Code Monkey home page Code Monkey logo

Comments (8)

ajaxros avatar ajaxros commented on June 7, 2024

We've tried some basic fixes - capping the stream size and such, but it seems the problem is within the elastic search indexer itself, as the documents seem to flow into that without queuing much in the river code.
Other than a naive rate throttle (x documents per second) is there any better way of monitoring whether the elastic search back end is keeping up, to intelligently throttle input and prevent it falling over?
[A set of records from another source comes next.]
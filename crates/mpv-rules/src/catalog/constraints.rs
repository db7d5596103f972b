//! Effect-free mission checks

use crate::error::RuleFault;
use crate::rule::{Check, Verdict};
use chrono::NaiveTime;
use mpv_plan::MissionPlan;

/// Accepts every plan
///
/// Used as the base of a decorator stack.
#[derive(Debug, Clone, Copy, Default)]
pub struct BasicCheck;

impl Check<MissionPlan> for BasicCheck {
    fn name(&self) -> &str {
        "basic"
    }

    fn check(&self, _plan: &MissionPlan) -> Result<Verdict, RuleFault> {
        Ok(Verdict::Pass)
    }
}

/// Rejects plans drawing more than `max` power
#[derive(Debug, Clone, Copy, PartialEq)]
pub struct PowerLimit {
    max: f64,
}

impl PowerLimit {
    /// Create with an upper bound
    #[inline]
    #[must_use]
    pub fn new(max: f64) -> Self {
        Self { max }
    }
}

impl Check<MissionPlan> for PowerLimit {
    fn name(&self) -> &str {
        "power-limit"
    }

    fn check(&self, plan: &MissionPlan) -> Result<Verdict, RuleFault> {
        let power = plan.require_power()?;
        if power > self.max {
            tracing::warn!(power, max = self.max, "power consumption exceeds limit");
        }
        Ok(Verdict::from(power <= self.max))
    }
}

/// Rejects plans outside `min..=max` altitude
#[derive(Debug, Clone, Copy, PartialEq)]
pub struct AltitudeRange {
    min: f64,
    max: f64,
}

impl AltitudeRange {
    /// Create with inclusive bounds
    #[inline]
    #[must_use]
    pub fn new(min: f64, max: f64) -> Self {
        Self { min, max }
    }
}

impl Check<MissionPlan> for AltitudeRange {
    fn name(&self) -> &str {
        "altitude-range"
    }

    fn check(&self, plan: &MissionPlan) -> Result<Verdict, RuleFault> {
        let altitude = plan.require_altitude()?;
        let inside = (self.min..=self.max).contains(&altitude);
        if !inside {
            tracing::warn!(altitude, min = self.min, max = self.max, "altitude out of range");
        }
        Ok(Verdict::from(inside))
    }
}

/// Rejects plans starting before `earliest` or ending after `latest`
///
/// Compares times of day, so a window ending at 22:30 fails a latest end
/// of 22:00. The calendar date is ignored.
#[derive(Debug, Clone, Copy, PartialEq, Eq)]
pub struct TimeWindow {
    earliest: NaiveTime,
    latest: NaiveTime,
}

impl TimeWindow {
    /// Create with the allowed start and end times of day
    #[inline]
    #[must_use]
    pub fn new(earliest: NaiveTime, latest: NaiveTime) -> Self {
        Self { earliest, latest }
    }

    /// Create from whole hours
    ///
    /// An hour past 23 means the end of the day.
    #[must_use]
    pub fn from_hours(earliest: u32, latest: u32) -> Self {
        Self::new(hour_of_day(earliest), hour_of_day(latest))
    }
}

fn hour_of_day(hour: u32) -> NaiveTime {
    NaiveTime::from_hms_opt(hour, 0, 0)
        .or_else(|| NaiveTime::from_hms_opt(23, 59, 59))
        .unwrap_or_default()
}

impl Check<MissionPlan> for TimeWindow {
    fn name(&self) -> &str {
        "time-window"
    }

    fn check(&self, plan: &MissionPlan) -> Result<Verdict, RuleFault> {
        let (start, end) = plan.require_window()?;
        let outside = start.time() < self.earliest || end.time() > self.latest;
        if outside {
            tracing::warn!(%start, %end, "mission window outside allowed hours");
        }
        Ok(Verdict::from(!outside))
    }
}
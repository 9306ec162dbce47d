use clap::{Parser, Subcommand};
use std::path::PathBuf;
use std::time::Duration;
use uuid::Uuid;

/// Talk to an image processing job server
#[derive(Debug, Parser)]
pub struct ArgParser {
    /// Base URL of the server
    #[arg(
        short = 's',
        long = "server",
        env = "JOBS_SERVER",
        default_value = "http://localhost:3000"
    )]
    pub server: String,

    /// Seconds between status polls when waiting on a job
    #[arg(long, default_value = "2", value_parser = parse_seconds)]
    pub interval: Duration,

    /// The sub-command to use
    #[command(subcommand)]
    pub sub_command: SubCommand,
}

#[derive(Clone, Debug, PartialEq, Eq, Subcommand)]
pub enum SubCommand {
    /// upload an image
    Upload {
        /// file to upload
        path: PathBuf,
    },
    /// start processing an uploaded image
    Process {
        /// stored image name, as printed by `upload`
        image_id: String,

        #[arg(long)]
        /// apply the light transformation
        light: bool,

        #[arg(long)]
        /// apply the heavy transformation
        heavy: bool,

        #[arg(long)]
        /// poll until the job finishes
        wait: bool,
    },
    /// get a job's status
    Status {
        /// job id
        job_id: Uuid,
    },
    /// poll a job until it finishes
    Wait {
        /// job id
        job_id: Uuid,
    },
    /// list all jobs
    Jobs,
    /// download a stored image
    Download {
        /// stored file name
        filename: String,

        #[arg(short, long)]
        /// where to write the file, defaults to the file name
        out: Option<PathBuf>,
    },
}

/// value_parser for poll intervals given in (possibly fractional) seconds
fn parse_seconds(s: &str) -> Result<Duration, String> {
    let secs: f64 = s.parse().map_err(|_| format!("`{s}` is not a number of seconds"))?;
    Duration::try_from_secs_f64(secs).map_err(|err| err.to_string())
}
from elasticsearch-river-mongodb.

spancer avatar spancer commented on June 7, 2024

I came to the OOM problem. It seems that coutchdb has some 'throttling_size' setting which may make the falling over under control. Is there any settings same like 'throttling_size' in mongo river?

from elasticsearch-river-mongodb.

spancer avatar spancer commented on June 7, 2024

I fixed this issue after I modified some code. Based on the coutchdb river implementation, I modifed the stream map type from TransferQueue<Map<String, Object>> to BlockingQueue<Map<String, Object>>, and added var throttleSize to keep the map size just as coutchdb did. And I also changed the way of adding data to the stream, changed from add to put, which will wait for space to hold data.
Below is my MongoDBRiver source code-changed block.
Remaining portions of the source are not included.